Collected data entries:
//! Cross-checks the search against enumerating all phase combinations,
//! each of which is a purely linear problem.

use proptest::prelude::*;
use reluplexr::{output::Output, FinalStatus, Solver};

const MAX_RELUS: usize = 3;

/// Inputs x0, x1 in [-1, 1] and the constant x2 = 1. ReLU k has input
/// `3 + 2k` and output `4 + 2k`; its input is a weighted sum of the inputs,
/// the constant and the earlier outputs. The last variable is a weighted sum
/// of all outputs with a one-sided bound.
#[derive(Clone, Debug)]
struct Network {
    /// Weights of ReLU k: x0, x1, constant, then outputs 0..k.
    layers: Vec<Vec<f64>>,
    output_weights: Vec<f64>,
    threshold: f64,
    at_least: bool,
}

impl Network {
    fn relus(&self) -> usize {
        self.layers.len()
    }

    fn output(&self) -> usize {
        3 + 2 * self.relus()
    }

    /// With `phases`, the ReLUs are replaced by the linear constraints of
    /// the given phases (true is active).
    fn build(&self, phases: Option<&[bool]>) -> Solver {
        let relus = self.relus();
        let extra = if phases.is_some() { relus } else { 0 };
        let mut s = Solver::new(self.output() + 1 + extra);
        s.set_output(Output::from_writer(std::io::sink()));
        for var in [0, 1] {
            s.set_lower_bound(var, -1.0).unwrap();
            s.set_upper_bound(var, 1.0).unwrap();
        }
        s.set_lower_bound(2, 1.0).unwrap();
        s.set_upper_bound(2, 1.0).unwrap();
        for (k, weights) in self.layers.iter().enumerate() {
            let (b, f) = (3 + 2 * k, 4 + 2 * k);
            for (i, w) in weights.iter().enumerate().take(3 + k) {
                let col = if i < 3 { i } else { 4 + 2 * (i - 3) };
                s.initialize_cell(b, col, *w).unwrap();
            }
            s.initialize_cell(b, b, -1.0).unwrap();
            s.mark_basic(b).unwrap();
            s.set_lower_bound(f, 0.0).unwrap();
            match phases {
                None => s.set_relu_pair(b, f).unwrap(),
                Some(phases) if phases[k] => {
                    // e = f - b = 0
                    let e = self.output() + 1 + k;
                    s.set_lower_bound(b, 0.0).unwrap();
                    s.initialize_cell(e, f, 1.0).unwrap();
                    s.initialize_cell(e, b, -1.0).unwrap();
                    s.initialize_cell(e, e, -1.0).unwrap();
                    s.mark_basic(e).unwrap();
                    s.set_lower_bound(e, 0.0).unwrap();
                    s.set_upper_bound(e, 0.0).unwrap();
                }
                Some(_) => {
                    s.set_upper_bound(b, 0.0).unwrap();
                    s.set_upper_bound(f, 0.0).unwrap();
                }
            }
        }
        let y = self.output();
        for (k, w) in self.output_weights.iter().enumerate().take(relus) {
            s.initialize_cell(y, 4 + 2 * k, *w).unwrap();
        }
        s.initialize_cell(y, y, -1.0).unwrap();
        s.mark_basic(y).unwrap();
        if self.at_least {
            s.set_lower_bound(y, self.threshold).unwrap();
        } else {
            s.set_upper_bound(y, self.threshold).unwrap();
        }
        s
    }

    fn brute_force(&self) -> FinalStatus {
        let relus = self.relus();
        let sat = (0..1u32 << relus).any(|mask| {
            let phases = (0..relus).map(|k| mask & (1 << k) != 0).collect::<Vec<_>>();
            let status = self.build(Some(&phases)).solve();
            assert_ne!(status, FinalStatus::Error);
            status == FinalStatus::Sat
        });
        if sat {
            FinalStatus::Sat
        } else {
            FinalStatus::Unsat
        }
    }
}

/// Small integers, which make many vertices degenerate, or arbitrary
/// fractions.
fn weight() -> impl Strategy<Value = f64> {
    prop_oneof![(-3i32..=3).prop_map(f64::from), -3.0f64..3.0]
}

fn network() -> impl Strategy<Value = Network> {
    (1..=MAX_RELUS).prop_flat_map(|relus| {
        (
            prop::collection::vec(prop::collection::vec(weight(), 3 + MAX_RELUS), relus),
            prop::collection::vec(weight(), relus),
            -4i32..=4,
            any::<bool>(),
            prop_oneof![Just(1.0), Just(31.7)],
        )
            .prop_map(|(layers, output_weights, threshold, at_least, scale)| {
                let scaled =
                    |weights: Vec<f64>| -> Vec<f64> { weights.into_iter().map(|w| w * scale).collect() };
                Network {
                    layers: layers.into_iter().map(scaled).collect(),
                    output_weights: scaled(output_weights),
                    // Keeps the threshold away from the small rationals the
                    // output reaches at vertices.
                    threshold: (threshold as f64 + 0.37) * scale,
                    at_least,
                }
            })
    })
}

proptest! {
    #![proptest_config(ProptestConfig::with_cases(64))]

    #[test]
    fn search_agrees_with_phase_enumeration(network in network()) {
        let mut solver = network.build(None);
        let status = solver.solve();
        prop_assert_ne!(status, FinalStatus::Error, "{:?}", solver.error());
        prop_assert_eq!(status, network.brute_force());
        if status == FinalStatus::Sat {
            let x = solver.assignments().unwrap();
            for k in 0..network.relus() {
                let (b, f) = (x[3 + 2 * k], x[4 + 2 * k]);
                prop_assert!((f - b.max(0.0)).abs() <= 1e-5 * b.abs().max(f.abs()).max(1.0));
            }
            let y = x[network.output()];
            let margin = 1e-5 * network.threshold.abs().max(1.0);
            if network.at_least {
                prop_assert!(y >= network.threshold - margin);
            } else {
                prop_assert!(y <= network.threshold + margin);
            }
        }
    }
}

TASK PROMPT: The expected answer is a copy of each line in the records that holds the word "else".

ANSWER TO THIS EXERCISE:
        let extra = if phases.is_some() { relus } else { 0 };
                let col = if i < 3 { i } else { 4 + 2 * (i - 3) };
        } else {
        } else {
            } else {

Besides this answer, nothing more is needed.